Other great writers like James Joyce, Marcel Proust, Mark Twain, George Orwell, William Wordsworth, Vladimir Nabokov, and Truman Capote also wrote in bed.
Proust wrote in bed because it was where he spent most of his time. His health was bad and he was almost blind. James Joyce wrote lying down, like Proust, he had difficulties with his vision. He used crayons to make his work easier to see.
Like Proust, George Orwell wrote in bed when he was ill. He was diagnosed with Tuberculosis/ TB just as medications to treat it was being developed. His son believes he took massive doses of streptomycin, one of the early treatments. Although he experienced many side effects of the medication, Orwell felt he had recovered from TB. But then, while still recuperating, his agent pushed him to complete another book. He wrote the book 1984 on his typewriter while he was still weak and confined to bed. He wrote his agent:
“I have got so used to writing in bed that I think I prefer it, though of course, it’s awkward to type there. I am just struggling with the last stages of this bloody book [which is] about the possible state of affairs if the atomic war isn’t conclusive.”
Some writers choose to write from bed because it made their work easier. Truman Capote had a practice of writing in bed or stretched out on a couch.

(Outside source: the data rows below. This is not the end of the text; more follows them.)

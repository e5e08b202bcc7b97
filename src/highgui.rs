//! Host-facing window API
//!
//! Free functions backed by a lazily created, process-wide [`Backend`]. The
//! backend lives in thread-local storage of the GUI thread. Bootstrap is
//! attempted once; after a failure every call reports
//! [`Error::Unavailable`] until [`shutdown`] resets the slot.

use std::cell::RefCell;

use log::{debug, error, info};

use crate::backend::Backend;
use crate::config::BackendConfig;
use crate::error::{Error, Result};
use crate::surface::ImageView;
use crate::window::{MouseCallback, MouseEvent, WindowHandle};

enum Slot {
    Uninit,
    Failed,
    Ready(Box<Backend>),
}

thread_local! {
    static BACKEND: RefCell<Slot> = const { RefCell::new(Slot::Uninit) };
}

/// Bring the backend up from the environment. Idempotent.
pub fn init() -> Result<()> {
    init_with(BackendConfig::from_env())
}

/// Bring the backend up with an explicit configuration.
///
/// Does nothing if a backend is already running. A failed bootstrap is not
/// retried.
pub fn init_with(config: BackendConfig) -> Result<()> {
    BACKEND.with(|slot| {
        let mut slot = slot.try_borrow_mut().map_err(|_| Error::Reentrant)?;
        match &*slot {
            Slot::Ready(_) => Ok(()),
            Slot::Failed => Err(Error::Unavailable),
            Slot::Uninit => match Backend::new(config) {
                Ok(backend) => {
                    *slot = Slot::Ready(Box::new(backend));
                    info!("Window backend ready");
                    Ok(())
                }
                Err(err) => {
                    error!("Window backend unavailable: {}", err);
                    *slot = Slot::Failed;
                    Err(err)
                }
            },
        }
    })
}

/// Tear the backend down, destroying every window
pub fn shutdown() -> Result<()> {
    let previous = BACKEND.with(|slot| {
        let mut slot = slot.try_borrow_mut().map_err(|_| Error::Reentrant)?;
        Ok::<_, Error>(std::mem::replace(&mut *slot, Slot::Uninit))
    })?;
    // Dropped outside the borrow so window teardown cannot observe it
    if let Slot::Ready(backend) = previous {
        drop(backend);
        debug!("Window backend released");
    }
    Ok(())
}

fn with_backend<T>(f: impl FnOnce(&mut Backend) -> Result<T>) -> Result<T> {
    BACKEND.with(|slot| {
        let mut slot = slot.try_borrow_mut().map_err(|_| Error::Reentrant)?;
        match &mut *slot {
            Slot::Ready(backend) => f(backend),
            Slot::Uninit | Slot::Failed => Err(Error::Unavailable),
        }
    })
}

/// Create a window, starting the backend if needed.
///
/// Returns `false` if a window with this name already exists.
pub fn create_window(name: &str, flags: i32) -> Result<bool> {
    init()?;
    with_backend(|backend| Ok(backend.create_window(name, flags)))
}

pub fn destroy_window(name: &str) -> Result<()> {
    with_backend(|backend| backend.destroy_window(name))
}

/// Destroy every window; a stopped backend has none to destroy
pub fn destroy_all_windows() -> Result<()> {
    match with_backend(|backend| backend.destroy_all_windows()) {
        Err(Error::Unavailable) => Ok(()),
        other => other,
    }
}

pub fn get_window_handle(name: &str) -> Result<WindowHandle> {
    with_backend(|backend| {
        backend
            .get_window_handle(name)
            .ok_or_else(|| Error::NoSuchWindow(name.to_string()))
    })
}

/// Reverse lookup of [`get_window_handle`]
pub fn get_window_name(handle: WindowHandle) -> Result<String> {
    with_backend(|backend| {
        backend
            .get_window_name(handle)
            .map(str::to_string)
            .ok_or_else(|| Error::NoSuchWindow(format!("handle {}", handle.get())))
    })
}

/// Register the mouse callback of a window, replacing any previous one
pub fn set_mouse_callback<F>(name: &str, callback: F) -> Result<()>
where
    F: FnMut(MouseEvent) + 'static,
{
    let callback: MouseCallback = Box::new(callback);
    with_backend(|backend| backend.set_mouse_callback(name, Some(callback)))
}

/// Remove the mouse callback of a window
pub fn clear_mouse_callback(name: &str) -> Result<()> {
    with_backend(|backend| backend.set_mouse_callback(name, None))
}

pub fn show_image(name: &str, image: &ImageView<'_>) -> Result<()> {
    with_backend(|backend| backend.show_image(name, image))
}

/// Wait for a key press.
///
/// A positive `delay_ms` gives up after that long with `None`; zero or
/// negative waits until a key arrives.
pub fn wait_key(delay_ms: i32) -> Result<Option<u8>> {
    with_backend(|backend| backend.wait_key(delay_ms))
}

/// Whether the user asked the compositor to close a window
pub fn window_close_requested(name: &str) -> Result<bool> {
    with_backend(|backend| backend.window_close_requested(name))
}

// Geometry belongs to the compositor; these are accepted and ignored.

pub fn move_window(name: &str, x: i32, y: i32) {
    debug!("move_window('{}', {}, {}) ignored", name, x, y);
}

pub fn resize_window(name: &str, width: i32, height: i32) {
    debug!("resize_window('{}', {}, {}) ignored", name, width, height);
}

/// Trackbars are not supported; creation is accepted and reports success
pub fn create_trackbar(trackbar: &str, window: &str, _value: Option<&mut i32>, count: i32) -> bool {
    debug!(
        "create_trackbar('{}' on '{}', max {}) ignored",
        trackbar, window, count
    );
    true
}

pub fn get_trackbar_pos(_trackbar: &str, _window: &str) -> i32 {
    0
}

pub fn set_trackbar_pos(_trackbar: &str, _window: &str, _pos: i32) {}

pub fn set_opengl_draw_callback(name: &str) {
    debug!("set_opengl_draw_callback('{}') ignored", name);
}

/// Events are pumped by [`wait_key`]; there is no separate thread
pub fn start_window_thread() -> i32 {
    0
}
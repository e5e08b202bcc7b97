//! wl_shm backed buffers
//!
//! Buffers live in anonymous memfd files mapped into this process and shared
//! with the server through a transient `wl_shm_pool`.

use std::collections::BTreeSet;
use std::fs::File;
use std::os::unix::io::AsFd;

use log::debug;
use memmap2::MmapMut;
use rustix::fs::{ftruncate, memfd_create, MemfdFlags};
use wayland_client::protocol::{wl_buffer, wl_shm};
use wayland_client::QueueHandle;

use super::pixels::BYTES_PER_PIXEL;
use super::pool::{Allocator, BusyFlag, SlotBuffer};
use crate::error::{Error, Result};
use crate::protocol::ClientState;

/// Supported pixel formats
#[derive(Debug, Clone, Copy, PartialEq, Eq, PartialOrd, Ord)]
pub enum ShmFormat {
    /// 32-bit ARGB (A in high byte)
    Argb8888,
    /// 32-bit XRGB (X in high byte, alpha ignored)
    Xrgb8888,
    /// Other format with raw value
    Other(u32),
}

impl ShmFormat {
    /// Create from Wayland format value
    pub fn from_wayland(format: u32) -> Self {
        match format {
            0 => ShmFormat::Argb8888,
            1 => ShmFormat::Xrgb8888,
            other => ShmFormat::Other(other),
        }
    }

    /// Convert to Wayland format value
    pub fn to_wayland(&self) -> u32 {
        match self {
            ShmFormat::Argb8888 => 0,
            ShmFormat::Xrgb8888 => 1,
            ShmFormat::Other(v) => *v,
        }
    }
}

/// Formats announced by the server's `wl_shm`.
///
/// Legacy codes below 64 accumulate in a bitmask; fourcc codes go to a set.
#[derive(Debug, Clone, Default)]
pub struct ShmFormats {
    mask: u64,
    fourcc: BTreeSet<u32>,
}

impl ShmFormats {
    pub fn insert(&mut self, format: ShmFormat) {
        match format.to_wayland() {
            code @ 0..=63 => self.mask |= 1 << code,
            code => {
                self.fourcc.insert(code);
            }
        }
    }

    pub fn contains(&self, format: ShmFormat) -> bool {
        match format.to_wayland() {
            code @ 0..=63 => self.mask & (1 << code) != 0,
            code => self.fourcc.contains(&code),
        }
    }

    /// Bitmask over the legacy format codes
    pub fn mask(&self) -> u64 {
        self.mask
    }

    pub fn is_empty(&self) -> bool {
        self.mask == 0 && self.fourcc.is_empty()
    }
}

/// An XRGB8888 buffer in shared memory
pub struct ShmBuffer {
    buffer: wl_buffer::WlBuffer,
    mmap: MmapMut,
    width: u32,
    height: u32,
    busy: BusyFlag,
}

impl ShmBuffer {
    /// Server-side buffer object
    pub fn wl_buffer(&self) -> &wl_buffer::WlBuffer {
        &self.buffer
    }
}

impl SlotBuffer for ShmBuffer {
    fn size(&self) -> (u32, u32) {
        (self.width, self.height)
    }

    fn busy(&self) -> &BusyFlag {
        &self.busy
    }

    fn pixels_mut(&mut self) -> &mut [u8] {
        &mut self.mmap
    }
}

impl Drop for ShmBuffer {
    fn drop(&mut self) {
        self.buffer.destroy();
        debug!("Destroyed shm buffer {}x{}", self.width, self.height);
    }
}

impl std::fmt::Debug for ShmBuffer {
    fn fmt(&self, f: &mut std::fmt::Formatter<'_>) -> std::fmt::Result {
        f.debug_struct("ShmBuffer")
            .field("width", &self.width)
            .field("height", &self.height)
            .field("busy", &self.busy.is_busy())
            .finish()
    }
}

/// Allocates [`ShmBuffer`]s through the bound `wl_shm`
pub struct ShmAllocator<'a> {
    pub shm: &'a wl_shm::WlShm,
    pub qh: &'a QueueHandle<ClientState>,
}

impl Allocator for ShmAllocator<'_> {
    type Buffer = ShmBuffer;

    fn allocate(&mut self, width: u32, height: u32) -> Result<ShmBuffer> {
        let stride = width as usize * BYTES_PER_PIXEL;
        let size = stride * height as usize;
        let (stride, size_i32) = match (i32::try_from(stride), i32::try_from(size)) {
            (Ok(stride), Ok(size)) if size > 0 => (stride, size),
            _ => return Err(Error::InvalidImage("buffer size out of range")),
        };

        let fd = memfd_create("wlgui-buffer", MemfdFlags::CLOEXEC)?;
        ftruncate(&fd, size as u64)?;
        let file = File::from(fd);
        // SAFETY: the memfd is private to this process and the server, and
        // is never truncated while mapped.
        let mmap = unsafe { MmapMut::map_mut(&file)? };

        let busy = BusyFlag::new();
        let pool = self.shm.create_pool(file.as_fd(), size_i32, self.qh, ());
        let buffer = pool.create_buffer(
            0,
            width as i32,
            height as i32,
            stride,
            wl_shm::Format::Xrgb8888,
            self.qh,
            busy.clone(),
        );
        pool.destroy();

        debug!("Created shm buffer {}x{} ({} bytes)", width, height, size);
        Ok(ShmBuffer {
            buffer,
            mmap,
            width,
            height,
            busy,
        })
    }
}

“I am a completely horizontal author. I can’t think unless I’m lying down, either in bed or stretched on a couch and with a cigarette and coffee handy. I’ve got to be puffing and sipping. As the afternoon wears on, I shift from coffee to mint tea to sherry to martinis. No, I don’t use a typewriter. Not in the beginning. I write my first version in longhand (pencil). Then I do a complete revision, also in longhand. Essentially I think of myself as a stylist, and stylists can become notoriously obsessed with the placing of a comma, the weight of a semicolon. Obsessions of this sort, and the time I take over them, irritate me beyond endurance.”
The Paris Review, Issue 16, 1957
Mark Twain described writing in bed as easy work:
“Just try it in bed some time. I sit up with a pipe in my mouth and a board on my knees, and I scribble away.Thinking is easy work, and there isn’t much labor in moving your fingers sufficiently to get the words down.”

Romantic poet William Wordsworth used the darkness of night to write from his bed. He preferred to write in the absence of light.
The night, like the early morning hours can be a creative time. We’re close to our dreams. We’re warm and relaxed. Most creative people will find ideas in the middle of the night.
Vladimir Nabokov wrote his novels on index cards. He kept a supply of blank cards inside his pillowcase so he could capture any thoughts that came to him during the night.
I find it’s difficult to turn on the light and write down an idea in the middle of the night. I hate the harsh light. I tried writing in the dark or writing on my phone. Neither strategy worked for me. When I write in the dark, I can’t always decipher my writing in the morning. I don’t like writing on my phone because it doesn’t feel quick enough. Once, I tried to record a thought in the middle of the night. The sound of my voice chased my words away.
Now, when I need to write in bed in the thick of night, I light a candle. I keep a votive candle and a pack of matches on my night table. Candlelight feels perfect for late night thoughts.
Honoring creative thoughts whenever they occur is essential to expanding creativity. If we reject our creative flashes, if we believe they are not worth the effort to preserve, aren’t we rejecting ourselves a little? Will we end up closing a door it would be better to keep open?
Write when you are most creative. Writing in bed whether early in the morning or late at night can allow you to open a new creative channel. But if writing in bed doesn’t appeal to you, you could try writing while standing like Ernest Hemingway and Virginia Woolf.